Segment Start: Given data
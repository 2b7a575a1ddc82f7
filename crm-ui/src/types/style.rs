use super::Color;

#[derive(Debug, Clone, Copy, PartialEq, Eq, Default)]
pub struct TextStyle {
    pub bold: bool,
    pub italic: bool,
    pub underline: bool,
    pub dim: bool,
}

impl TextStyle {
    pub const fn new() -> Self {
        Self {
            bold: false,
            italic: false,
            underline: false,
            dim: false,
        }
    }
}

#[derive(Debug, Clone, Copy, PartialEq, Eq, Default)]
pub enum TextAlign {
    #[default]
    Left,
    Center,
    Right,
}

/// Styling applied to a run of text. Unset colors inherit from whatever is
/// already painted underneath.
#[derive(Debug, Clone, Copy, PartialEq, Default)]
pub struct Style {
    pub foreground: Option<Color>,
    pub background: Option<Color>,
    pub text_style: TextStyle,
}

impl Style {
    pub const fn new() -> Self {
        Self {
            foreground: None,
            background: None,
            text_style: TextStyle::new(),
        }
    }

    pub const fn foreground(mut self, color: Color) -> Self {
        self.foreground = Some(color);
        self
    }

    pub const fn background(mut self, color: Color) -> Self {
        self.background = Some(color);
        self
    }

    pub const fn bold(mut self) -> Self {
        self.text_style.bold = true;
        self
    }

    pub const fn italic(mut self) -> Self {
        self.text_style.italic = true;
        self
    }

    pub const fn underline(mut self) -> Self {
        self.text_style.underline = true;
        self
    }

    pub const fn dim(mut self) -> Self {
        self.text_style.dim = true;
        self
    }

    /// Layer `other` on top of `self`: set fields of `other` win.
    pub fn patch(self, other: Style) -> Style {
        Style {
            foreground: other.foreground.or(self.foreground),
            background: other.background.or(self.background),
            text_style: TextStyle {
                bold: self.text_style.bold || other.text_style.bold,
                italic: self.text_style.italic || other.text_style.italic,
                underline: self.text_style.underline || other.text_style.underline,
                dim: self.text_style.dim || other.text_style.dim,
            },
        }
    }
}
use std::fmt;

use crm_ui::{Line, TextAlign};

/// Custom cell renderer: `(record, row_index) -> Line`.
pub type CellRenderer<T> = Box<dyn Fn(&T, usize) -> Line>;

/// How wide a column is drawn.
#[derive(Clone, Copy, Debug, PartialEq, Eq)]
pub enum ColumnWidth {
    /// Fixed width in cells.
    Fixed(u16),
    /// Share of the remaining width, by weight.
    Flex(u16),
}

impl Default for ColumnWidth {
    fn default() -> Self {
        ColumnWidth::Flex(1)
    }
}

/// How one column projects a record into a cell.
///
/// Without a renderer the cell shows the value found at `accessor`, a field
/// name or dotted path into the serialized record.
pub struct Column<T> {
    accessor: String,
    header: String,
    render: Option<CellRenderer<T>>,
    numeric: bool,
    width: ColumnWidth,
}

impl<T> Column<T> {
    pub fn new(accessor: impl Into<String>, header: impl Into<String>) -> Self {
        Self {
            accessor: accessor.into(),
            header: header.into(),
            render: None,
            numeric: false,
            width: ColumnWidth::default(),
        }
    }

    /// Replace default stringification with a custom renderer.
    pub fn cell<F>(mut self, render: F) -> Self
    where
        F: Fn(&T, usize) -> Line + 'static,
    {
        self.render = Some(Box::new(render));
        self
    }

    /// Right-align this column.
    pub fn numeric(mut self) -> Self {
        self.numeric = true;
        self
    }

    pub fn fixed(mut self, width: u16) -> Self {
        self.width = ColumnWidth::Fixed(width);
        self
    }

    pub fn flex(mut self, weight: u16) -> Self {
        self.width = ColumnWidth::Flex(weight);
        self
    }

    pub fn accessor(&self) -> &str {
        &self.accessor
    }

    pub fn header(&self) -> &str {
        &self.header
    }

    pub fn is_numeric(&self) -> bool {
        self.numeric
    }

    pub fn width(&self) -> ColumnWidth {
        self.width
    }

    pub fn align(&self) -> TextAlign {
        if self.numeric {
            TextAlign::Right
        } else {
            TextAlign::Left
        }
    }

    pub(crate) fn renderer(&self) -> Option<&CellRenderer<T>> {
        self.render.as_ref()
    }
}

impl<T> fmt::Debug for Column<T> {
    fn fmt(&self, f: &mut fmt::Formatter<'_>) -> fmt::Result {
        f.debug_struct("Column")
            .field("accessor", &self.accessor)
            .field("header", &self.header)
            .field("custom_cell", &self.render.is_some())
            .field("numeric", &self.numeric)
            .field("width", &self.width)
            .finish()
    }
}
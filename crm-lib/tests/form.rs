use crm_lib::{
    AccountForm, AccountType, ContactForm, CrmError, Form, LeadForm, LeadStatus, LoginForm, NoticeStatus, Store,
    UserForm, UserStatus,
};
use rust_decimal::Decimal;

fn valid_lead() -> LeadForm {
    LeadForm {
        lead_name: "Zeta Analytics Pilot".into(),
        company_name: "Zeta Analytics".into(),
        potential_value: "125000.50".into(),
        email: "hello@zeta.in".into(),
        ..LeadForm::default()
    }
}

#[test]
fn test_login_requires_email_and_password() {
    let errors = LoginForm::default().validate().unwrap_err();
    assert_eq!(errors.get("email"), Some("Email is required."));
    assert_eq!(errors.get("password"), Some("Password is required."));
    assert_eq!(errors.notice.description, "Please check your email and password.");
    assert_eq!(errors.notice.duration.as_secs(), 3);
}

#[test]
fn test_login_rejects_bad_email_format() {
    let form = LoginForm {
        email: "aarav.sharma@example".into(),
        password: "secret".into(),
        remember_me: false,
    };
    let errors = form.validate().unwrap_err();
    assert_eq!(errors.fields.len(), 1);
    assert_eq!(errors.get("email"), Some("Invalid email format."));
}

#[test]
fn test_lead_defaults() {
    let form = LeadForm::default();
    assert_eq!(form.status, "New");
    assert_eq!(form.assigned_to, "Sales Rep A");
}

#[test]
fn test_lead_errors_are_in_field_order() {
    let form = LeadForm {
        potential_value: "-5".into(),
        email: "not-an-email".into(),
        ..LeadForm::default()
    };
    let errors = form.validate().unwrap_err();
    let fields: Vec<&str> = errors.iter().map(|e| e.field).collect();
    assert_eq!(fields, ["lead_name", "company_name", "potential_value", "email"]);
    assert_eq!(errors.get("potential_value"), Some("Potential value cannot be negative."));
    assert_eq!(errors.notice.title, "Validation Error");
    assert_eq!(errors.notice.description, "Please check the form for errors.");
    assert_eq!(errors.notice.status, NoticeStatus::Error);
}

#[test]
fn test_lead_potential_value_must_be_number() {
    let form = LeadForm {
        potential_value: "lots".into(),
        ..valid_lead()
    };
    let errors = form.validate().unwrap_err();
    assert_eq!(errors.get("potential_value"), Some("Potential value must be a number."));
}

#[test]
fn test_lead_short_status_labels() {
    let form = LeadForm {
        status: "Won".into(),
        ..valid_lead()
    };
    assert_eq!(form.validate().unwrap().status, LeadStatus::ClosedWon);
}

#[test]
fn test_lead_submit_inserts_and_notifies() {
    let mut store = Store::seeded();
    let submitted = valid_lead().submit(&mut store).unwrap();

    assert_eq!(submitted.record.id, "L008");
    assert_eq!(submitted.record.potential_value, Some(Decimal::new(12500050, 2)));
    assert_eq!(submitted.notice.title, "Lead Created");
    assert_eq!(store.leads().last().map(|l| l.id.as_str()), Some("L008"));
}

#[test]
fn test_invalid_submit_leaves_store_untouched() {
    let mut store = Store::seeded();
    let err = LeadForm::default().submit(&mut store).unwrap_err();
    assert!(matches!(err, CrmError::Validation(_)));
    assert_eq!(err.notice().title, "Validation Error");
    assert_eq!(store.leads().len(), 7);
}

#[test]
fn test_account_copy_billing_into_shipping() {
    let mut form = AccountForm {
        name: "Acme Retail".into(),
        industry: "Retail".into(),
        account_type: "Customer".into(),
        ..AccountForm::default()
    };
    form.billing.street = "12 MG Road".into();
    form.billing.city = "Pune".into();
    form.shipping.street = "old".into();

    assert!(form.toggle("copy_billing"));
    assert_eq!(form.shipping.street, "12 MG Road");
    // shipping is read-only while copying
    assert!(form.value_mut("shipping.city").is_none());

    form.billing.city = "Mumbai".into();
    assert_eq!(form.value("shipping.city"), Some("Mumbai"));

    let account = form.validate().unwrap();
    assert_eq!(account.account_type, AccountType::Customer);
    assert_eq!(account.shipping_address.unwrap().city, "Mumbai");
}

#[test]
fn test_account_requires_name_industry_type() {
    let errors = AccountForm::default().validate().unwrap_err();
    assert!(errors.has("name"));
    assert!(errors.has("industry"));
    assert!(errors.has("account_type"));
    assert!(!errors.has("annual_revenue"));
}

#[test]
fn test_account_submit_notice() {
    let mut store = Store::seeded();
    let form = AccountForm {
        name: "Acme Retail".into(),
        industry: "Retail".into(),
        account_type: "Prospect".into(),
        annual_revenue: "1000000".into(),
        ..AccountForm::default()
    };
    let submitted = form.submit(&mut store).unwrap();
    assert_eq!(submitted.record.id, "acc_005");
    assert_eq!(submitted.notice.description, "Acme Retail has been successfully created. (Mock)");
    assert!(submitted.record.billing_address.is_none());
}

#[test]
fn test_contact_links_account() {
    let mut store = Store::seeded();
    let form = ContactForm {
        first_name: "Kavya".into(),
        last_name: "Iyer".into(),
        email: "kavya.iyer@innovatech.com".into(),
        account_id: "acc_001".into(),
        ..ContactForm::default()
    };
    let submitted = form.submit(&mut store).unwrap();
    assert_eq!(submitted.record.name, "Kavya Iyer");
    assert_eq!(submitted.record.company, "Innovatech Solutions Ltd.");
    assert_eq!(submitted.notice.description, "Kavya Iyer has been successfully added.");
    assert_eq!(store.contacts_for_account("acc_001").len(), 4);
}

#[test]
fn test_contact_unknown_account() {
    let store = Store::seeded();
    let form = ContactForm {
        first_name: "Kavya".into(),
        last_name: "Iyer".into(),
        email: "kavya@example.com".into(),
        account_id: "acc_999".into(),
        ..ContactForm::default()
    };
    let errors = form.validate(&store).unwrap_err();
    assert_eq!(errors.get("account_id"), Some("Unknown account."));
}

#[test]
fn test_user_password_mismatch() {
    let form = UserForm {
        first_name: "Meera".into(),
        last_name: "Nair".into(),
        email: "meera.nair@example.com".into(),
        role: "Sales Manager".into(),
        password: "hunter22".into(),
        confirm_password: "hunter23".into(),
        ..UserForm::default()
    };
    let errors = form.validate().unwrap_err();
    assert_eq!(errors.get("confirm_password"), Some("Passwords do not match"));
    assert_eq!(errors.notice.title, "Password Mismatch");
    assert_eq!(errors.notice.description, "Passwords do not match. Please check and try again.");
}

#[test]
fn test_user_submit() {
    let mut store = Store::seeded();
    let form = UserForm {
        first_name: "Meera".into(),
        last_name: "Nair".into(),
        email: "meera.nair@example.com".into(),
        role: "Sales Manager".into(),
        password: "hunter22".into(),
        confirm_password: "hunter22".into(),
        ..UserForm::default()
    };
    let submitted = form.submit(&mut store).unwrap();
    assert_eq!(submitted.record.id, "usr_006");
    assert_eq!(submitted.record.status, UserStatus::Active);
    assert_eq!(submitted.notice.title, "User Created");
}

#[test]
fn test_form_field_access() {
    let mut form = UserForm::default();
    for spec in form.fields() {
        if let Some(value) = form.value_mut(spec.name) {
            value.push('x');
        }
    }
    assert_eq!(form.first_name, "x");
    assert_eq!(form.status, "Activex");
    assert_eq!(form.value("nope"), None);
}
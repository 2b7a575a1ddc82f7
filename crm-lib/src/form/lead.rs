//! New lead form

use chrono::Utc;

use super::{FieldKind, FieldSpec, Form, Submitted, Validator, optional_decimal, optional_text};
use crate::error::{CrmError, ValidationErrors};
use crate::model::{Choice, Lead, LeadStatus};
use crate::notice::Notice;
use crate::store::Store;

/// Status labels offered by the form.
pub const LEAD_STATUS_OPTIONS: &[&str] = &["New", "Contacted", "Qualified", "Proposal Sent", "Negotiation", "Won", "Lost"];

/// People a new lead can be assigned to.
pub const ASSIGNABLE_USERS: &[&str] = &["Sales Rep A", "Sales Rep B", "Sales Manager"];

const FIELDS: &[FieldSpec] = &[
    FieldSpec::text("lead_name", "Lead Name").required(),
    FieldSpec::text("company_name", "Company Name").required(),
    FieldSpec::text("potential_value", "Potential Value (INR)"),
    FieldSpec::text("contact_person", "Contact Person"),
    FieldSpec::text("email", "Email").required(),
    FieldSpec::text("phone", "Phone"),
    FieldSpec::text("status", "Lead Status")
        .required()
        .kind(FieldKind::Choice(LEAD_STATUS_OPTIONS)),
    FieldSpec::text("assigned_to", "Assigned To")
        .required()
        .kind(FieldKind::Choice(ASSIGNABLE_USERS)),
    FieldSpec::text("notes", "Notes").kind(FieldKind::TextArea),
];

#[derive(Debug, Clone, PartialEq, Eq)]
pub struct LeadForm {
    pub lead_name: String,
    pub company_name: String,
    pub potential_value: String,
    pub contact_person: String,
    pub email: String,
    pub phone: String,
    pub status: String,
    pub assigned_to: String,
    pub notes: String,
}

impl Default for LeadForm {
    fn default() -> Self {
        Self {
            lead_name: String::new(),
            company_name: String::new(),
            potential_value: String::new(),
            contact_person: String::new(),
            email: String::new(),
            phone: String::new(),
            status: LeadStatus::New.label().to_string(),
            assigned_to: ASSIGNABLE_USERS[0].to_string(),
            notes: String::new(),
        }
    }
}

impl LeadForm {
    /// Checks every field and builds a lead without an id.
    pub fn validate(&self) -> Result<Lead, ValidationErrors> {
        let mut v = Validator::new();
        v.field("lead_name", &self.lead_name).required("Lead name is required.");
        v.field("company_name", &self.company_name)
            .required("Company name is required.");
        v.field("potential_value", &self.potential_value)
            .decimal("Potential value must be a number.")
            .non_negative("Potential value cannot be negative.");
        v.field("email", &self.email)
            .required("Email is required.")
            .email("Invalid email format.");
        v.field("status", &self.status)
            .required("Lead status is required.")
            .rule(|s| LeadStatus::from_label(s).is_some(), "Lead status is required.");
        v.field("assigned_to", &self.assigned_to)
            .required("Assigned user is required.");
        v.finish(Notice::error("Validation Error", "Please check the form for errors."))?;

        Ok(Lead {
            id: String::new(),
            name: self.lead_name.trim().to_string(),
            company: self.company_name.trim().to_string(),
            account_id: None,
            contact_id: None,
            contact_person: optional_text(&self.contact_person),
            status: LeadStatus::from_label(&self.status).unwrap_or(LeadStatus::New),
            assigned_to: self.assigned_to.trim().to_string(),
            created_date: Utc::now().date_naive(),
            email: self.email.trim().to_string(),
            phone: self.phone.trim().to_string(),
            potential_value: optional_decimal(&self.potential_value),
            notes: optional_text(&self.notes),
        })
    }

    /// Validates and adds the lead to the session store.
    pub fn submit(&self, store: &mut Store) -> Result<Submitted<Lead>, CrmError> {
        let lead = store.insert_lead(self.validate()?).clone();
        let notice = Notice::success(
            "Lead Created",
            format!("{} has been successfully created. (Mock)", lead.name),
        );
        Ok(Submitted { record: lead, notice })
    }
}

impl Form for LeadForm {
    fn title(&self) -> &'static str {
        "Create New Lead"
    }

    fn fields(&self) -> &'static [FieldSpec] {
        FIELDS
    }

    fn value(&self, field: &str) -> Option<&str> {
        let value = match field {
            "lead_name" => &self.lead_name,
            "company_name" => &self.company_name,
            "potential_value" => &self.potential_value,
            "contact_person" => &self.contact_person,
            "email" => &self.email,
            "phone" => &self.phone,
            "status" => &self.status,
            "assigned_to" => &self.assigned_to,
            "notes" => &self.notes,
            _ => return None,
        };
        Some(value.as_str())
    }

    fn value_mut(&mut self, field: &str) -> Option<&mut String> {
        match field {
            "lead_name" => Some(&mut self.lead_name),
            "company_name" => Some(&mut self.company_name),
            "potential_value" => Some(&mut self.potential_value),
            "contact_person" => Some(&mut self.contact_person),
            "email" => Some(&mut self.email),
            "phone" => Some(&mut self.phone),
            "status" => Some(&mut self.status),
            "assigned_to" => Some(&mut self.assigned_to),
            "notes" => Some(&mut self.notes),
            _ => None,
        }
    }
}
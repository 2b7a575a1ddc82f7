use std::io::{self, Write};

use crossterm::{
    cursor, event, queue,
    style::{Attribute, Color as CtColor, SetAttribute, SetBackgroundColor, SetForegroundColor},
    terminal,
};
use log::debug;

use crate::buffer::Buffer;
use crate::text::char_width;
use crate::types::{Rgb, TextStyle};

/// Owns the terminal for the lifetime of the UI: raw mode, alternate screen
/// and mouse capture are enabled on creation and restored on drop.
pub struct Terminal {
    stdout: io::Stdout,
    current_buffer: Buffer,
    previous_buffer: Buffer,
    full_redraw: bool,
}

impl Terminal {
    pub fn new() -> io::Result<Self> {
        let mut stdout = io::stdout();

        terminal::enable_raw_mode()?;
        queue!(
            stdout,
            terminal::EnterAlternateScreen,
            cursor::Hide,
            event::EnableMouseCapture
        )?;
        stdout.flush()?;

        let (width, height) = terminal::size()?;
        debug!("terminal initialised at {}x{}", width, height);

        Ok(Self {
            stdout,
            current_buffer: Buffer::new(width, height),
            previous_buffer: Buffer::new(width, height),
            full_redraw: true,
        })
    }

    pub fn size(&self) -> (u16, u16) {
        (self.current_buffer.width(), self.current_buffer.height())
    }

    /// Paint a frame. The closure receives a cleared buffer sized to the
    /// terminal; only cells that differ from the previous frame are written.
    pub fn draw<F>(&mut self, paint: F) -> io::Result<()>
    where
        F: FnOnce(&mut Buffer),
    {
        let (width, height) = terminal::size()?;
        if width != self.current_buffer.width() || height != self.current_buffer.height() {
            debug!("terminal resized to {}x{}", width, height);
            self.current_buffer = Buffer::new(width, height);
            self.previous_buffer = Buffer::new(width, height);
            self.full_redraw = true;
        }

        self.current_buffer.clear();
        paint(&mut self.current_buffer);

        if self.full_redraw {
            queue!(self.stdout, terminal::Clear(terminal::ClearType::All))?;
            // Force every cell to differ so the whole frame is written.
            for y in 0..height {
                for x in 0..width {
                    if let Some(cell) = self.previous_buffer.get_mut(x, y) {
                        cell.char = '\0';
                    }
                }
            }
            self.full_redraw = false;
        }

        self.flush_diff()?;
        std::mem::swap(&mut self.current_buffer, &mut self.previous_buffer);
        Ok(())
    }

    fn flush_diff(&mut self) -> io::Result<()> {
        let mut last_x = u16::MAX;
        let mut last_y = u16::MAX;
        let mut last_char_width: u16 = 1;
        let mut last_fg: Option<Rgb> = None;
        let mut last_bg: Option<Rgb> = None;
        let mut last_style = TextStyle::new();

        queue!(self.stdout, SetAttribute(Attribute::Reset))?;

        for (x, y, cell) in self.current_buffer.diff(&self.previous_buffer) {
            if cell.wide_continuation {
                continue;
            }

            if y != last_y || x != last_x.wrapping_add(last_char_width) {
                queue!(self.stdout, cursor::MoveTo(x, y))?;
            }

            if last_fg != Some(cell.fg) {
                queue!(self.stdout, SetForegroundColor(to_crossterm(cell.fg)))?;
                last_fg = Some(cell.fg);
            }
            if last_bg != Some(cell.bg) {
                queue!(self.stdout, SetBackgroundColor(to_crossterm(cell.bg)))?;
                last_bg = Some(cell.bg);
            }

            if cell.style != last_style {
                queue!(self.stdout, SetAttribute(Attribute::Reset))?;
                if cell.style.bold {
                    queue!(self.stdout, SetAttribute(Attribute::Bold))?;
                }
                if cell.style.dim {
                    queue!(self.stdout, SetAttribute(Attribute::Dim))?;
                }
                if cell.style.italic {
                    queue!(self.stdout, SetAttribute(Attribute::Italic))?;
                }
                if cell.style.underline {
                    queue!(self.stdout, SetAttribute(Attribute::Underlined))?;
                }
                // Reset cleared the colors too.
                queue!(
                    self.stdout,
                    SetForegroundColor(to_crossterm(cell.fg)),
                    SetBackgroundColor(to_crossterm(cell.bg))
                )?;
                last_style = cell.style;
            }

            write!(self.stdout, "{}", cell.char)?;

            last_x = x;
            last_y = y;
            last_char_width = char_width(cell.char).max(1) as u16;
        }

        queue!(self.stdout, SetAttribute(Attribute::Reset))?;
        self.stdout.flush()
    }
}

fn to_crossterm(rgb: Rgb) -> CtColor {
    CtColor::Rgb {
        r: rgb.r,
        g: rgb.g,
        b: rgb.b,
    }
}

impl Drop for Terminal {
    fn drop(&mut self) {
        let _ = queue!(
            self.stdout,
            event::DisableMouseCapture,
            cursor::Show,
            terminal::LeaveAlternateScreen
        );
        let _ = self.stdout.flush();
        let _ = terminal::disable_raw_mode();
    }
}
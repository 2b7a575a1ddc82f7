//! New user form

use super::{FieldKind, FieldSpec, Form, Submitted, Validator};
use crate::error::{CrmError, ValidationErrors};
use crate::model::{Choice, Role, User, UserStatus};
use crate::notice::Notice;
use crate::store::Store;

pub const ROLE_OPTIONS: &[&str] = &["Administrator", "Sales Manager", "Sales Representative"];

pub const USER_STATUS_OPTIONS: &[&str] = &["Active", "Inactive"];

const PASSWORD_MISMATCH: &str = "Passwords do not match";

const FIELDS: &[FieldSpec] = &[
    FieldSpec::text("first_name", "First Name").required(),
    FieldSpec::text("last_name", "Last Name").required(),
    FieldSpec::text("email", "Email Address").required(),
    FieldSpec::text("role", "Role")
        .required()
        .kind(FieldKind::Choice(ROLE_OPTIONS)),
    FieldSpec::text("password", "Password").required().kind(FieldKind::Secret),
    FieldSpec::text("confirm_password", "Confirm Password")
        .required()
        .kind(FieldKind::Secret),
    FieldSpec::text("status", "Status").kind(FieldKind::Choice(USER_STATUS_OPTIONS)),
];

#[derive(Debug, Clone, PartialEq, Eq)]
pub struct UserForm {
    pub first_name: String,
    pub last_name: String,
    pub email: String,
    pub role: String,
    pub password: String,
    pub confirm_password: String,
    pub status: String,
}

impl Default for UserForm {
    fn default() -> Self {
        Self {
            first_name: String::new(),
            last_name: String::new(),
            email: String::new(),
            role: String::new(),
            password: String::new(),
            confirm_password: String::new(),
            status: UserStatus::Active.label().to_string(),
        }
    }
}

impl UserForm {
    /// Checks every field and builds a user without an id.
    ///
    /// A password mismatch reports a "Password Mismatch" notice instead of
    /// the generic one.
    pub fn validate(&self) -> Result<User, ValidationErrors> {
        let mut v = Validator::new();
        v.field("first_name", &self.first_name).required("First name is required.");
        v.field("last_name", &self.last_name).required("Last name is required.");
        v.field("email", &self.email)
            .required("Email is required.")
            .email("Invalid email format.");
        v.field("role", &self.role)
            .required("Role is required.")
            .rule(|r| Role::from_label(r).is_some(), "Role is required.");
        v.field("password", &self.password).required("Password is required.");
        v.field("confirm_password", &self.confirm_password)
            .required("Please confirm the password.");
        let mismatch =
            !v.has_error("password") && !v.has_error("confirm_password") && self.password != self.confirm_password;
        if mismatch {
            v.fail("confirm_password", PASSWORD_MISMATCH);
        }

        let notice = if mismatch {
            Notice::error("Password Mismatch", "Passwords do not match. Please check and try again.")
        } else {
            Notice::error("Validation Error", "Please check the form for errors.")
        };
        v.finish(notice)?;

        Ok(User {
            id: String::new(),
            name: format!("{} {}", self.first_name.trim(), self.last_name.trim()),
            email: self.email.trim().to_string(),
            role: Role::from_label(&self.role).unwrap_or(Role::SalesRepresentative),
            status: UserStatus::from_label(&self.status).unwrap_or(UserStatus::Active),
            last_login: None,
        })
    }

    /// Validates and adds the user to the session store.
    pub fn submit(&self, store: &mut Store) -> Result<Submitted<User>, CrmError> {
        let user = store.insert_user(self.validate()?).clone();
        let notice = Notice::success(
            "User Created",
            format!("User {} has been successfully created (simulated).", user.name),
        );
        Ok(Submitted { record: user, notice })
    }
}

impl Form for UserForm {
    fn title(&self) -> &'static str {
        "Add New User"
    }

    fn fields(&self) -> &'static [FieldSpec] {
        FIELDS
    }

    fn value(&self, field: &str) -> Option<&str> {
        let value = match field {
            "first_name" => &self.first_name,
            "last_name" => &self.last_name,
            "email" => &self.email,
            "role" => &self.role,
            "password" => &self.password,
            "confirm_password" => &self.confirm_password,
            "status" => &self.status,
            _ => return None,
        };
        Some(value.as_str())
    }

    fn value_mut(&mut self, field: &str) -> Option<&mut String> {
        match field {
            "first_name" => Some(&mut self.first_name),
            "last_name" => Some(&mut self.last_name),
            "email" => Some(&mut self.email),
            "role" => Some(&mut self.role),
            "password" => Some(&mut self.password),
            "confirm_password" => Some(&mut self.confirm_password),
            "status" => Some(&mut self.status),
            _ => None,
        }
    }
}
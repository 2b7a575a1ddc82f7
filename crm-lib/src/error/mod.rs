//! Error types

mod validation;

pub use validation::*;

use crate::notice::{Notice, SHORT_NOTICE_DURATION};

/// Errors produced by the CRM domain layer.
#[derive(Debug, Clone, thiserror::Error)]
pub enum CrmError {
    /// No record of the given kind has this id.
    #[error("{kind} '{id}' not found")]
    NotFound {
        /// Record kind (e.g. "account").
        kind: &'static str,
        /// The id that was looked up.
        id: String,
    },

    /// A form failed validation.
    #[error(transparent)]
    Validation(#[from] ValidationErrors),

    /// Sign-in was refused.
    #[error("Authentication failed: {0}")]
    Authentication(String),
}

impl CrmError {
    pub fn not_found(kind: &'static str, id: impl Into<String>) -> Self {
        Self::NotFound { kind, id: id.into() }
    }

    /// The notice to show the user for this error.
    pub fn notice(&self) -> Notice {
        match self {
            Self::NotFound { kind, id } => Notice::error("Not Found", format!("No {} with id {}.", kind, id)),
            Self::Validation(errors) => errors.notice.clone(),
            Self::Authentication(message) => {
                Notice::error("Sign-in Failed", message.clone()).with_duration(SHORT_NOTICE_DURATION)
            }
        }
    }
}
Segment End: Given data
→ **Task statement**
Say how many lines of the entries hold the string "NotFound". Nothing but the number should be given.

→ **Exercise answer**
3